Collection of samples from the study area (Barbaruah and Lahoal) was limited to those that matched the World Health Organization clinical case definition of Acute Encephalitis Syndrome [22] and which were laboratory-confirmed, typically by detecting IgM antibodies in sera or cerebrospinal fluid (MAC ELISA kit; NIV, India) as well as through a fourfold rise of antibody titre in paired sera. A second sample was collected from patients with JEV infection 14-21 days after the first sample had been collected. The fourfold rise in neutralizing antibody titre in paired sera was determined by a microseroneutralization assay [23]. Written informed consent was obtained from the patient or guardian before collection of the sample. Ethical clearance for the present study was obtained from the institutional ethics committee of the Regional Medical Research Centre, ICMR, NE Region, Dibrugarh, Assam, India.

Data analysis

JEV infection in mosquitoes, i.e. MIR/1000 mosquitoes, was calculated for each month. Cross-correlation analysis was applied to detect the lag period between pig seroconversion and occurrence of human JE cases. A survival analysis was performed on the pig serology results stratified by the presence or absence of JEV-positive mosquito pools and a Kaplan–Meier survival curve was plotted. Data were electronically analysed using statistical software (SPSS version 13, USA).

RESULTS

JEV seroconversion was seen in all 40 sentinel pigs during 2009 and 2010, starting from March and April of the first and second year, respectively. Most of the sentinel pigs became positive within 3 months, i.e. June–August, with a peak in July in both years (Fig. 2).

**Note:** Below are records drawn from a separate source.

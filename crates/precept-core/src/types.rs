//! Status and role enums shared across the workspace.
//!
//! Each enum carries its SQL string mapping (`as_sql` / `from_sql`) so the
//! repositories and the schema CHECK constraints agree on one vocabulary.
//! `from_sql` falls back to the most conservative reading of an unknown
//! value rather than failing a whole row scan.

use serde::{Deserialize, Serialize};

/// Profile role.
#[derive(Clone, Copy, Debug, PartialEq, Eq, Hash, Serialize, Deserialize)]
#[serde(rename_all = "snake_case")]
pub enum Role {
    /// A student logging clinical activity.
    Student,
    /// A supervising preceptor reviewing entries.
    Preceptor,
    /// An administrator managing assignments and locks.
    Admin,
}

impl Role {
    /// SQL string for this role.
    #[must_use]
    pub fn as_sql(self) -> &'static str {
        match self {
            Self::Student => "student",
            Self::Preceptor => "preceptor",
            Self::Admin => "admin",
        }
    }

    /// Parse a stored role string. Unknown values read as `Student`,
    /// the least-privileged role.
    #[must_use]
    pub fn from_sql(s: &str) -> Self {
        match s {
            "preceptor" => Self::Preceptor,
            "admin" => Self::Admin,
            _ => Self::Student,
        }
    }
}

/// Lifecycle state of a supervisory assignment.
#[derive(Clone, Copy, Debug, PartialEq, Eq, Hash, Serialize, Deserialize)]
#[serde(rename_all = "snake_case")]
pub enum AssignmentStatus {
    /// The relationship is in force and counts against capacity.
    Active,
    /// The relationship was ended by an admin action.
    Ended,
}

impl AssignmentStatus {
    /// SQL string for this status.
    #[must_use]
    pub fn as_sql(self) -> &'static str {
        match self {
            Self::Active => "active",
            Self::Ended => "ended",
        }
    }

    /// Parse a stored status string. Unknown values read as `Ended` so a
    /// corrupt row can never inflate a preceptor's active load.
    #[must_use]
    pub fn from_sql(s: &str) -> Self {
        match s {
            "active" => Self::Active,
            _ => Self::Ended,
        }
    }
}

/// Review state of a clinical entry.
#[derive(Clone, Copy, Debug, PartialEq, Eq, Hash, Serialize, Deserialize)]
#[serde(rename_all = "snake_case")]
pub enum EntryStatus {
    /// Created but not yet submitted for review.
    Draft,
    /// Awaiting the assigned preceptor's review.
    Pending,
    /// Accepted by the preceptor. Terminal for the student.
    Approved,
    /// Sent back with feedback; editable and resubmittable.
    Rejected,
}

impl EntryStatus {
    /// SQL string for this status.
    #[must_use]
    pub fn as_sql(self) -> &'static str {
        match self {
            Self::Draft => "draft",
            Self::Pending => "pending",
            Self::Approved => "approved",
            Self::Rejected => "rejected",
        }
    }

    /// Parse a stored status string. Unknown values read as `Pending`.
    #[must_use]
    pub fn from_sql(s: &str) -> Self {
        match s {
            "draft" => Self::Draft,
            "approved" => Self::Approved,
            "rejected" => Self::Rejected,
            _ => Self::Pending,
        }
    }

    /// True when the student may still change the entry's content.
    #[must_use]
    pub fn is_editable(self) -> bool {
        matches!(self, Self::Draft | Self::Rejected)
    }

    /// True when `bulk_submit` may move the entry to `Pending`.
    #[must_use]
    pub fn is_submittable(self) -> bool {
        matches!(self, Self::Draft | Self::Rejected)
    }
}

/// A preceptor's verdict on a pending entry.
#[derive(Clone, Copy, Debug, PartialEq, Eq, Serialize, Deserialize)]
#[serde(rename_all = "snake_case")]
pub enum ReviewDecision {
    /// Accept the entry.
    Approve,
    /// Return the entry with required feedback.
    Reject,
}

impl ReviewDecision {
    /// The entry status this decision produces.
    #[must_use]
    pub fn resulting_status(self) -> EntryStatus {
        match self {
            Self::Approve => EntryStatus::Approved,
            Self::Reject => EntryStatus::Rejected,
        }
    }
}

// ─────────────────────────────────────────────────────────────────────────────
// Tests
// ─────────────────────────────────────────────────────────────────────────────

Fig. 2. Relationship between pig seroconversion, (a) abundance and (b) JEV infection in Cx. tritaeniorhynchus, Cx. vishnui and Cx. pseudovishnui vector mosquitoes. PMHD, Per man hour density; MIR, minimum infection rate.

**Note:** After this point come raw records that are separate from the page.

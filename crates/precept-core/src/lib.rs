//! # precept-core
//!
//! Shared domain vocabulary for the precept workspace: branded ID newtypes,
//! status enums with their SQL string mappings, and the [`events::DomainEvent`]
//! enum fanned out to dashboards after every successful mutation.
//!
//! This crate does no I/O. Persistence lives in `precept-store`, business
//! rules in the engine crates.

#![deny(unsafe_code)]

pub mod events;
pub mod ids;
pub mod types;

pub use events::{DomainEvent, EntityKind};
pub use ids::{AssignmentId, EntryId, InstitutionId, PreceptorId, StudentId};
pub use types::{AssignmentStatus, EntryStatus, ReviewDecision, Role};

A total of 28503 mosquitoes, i.e. Cx. tritaeniorhynchus, Cx. vishnui and Cx. pseudovishnui collected and stored in 586 pools were screened for JEV over 2 years. Nineteen of 281 Cx. tritaeniorhynchus pools, 7/198 Cx. vishnui pools and 3/107 Cx. pseudovishnui pools collected during March to September were found positive by antigen-capture ELISA and RT–PCR. The results of this study clearly indicated the seasonal variation in occurrence of JEV infection in Cx. tritaeniorhynchus, Cx. vishnui and Cx. pseudovishnui, the principal JE vectors of India, in both PMHD and MIR peaks (Fig. 2). The MIR of Cx. tritaeniorhynchus was found to be highest with an average of 0·9 (range 0·0–4·3) during the 24-month study period followed by Cx. vishnui (average 0·4, range 0–2·9) and Cx. pseudovishnui (average 0·2, range 0–2·1)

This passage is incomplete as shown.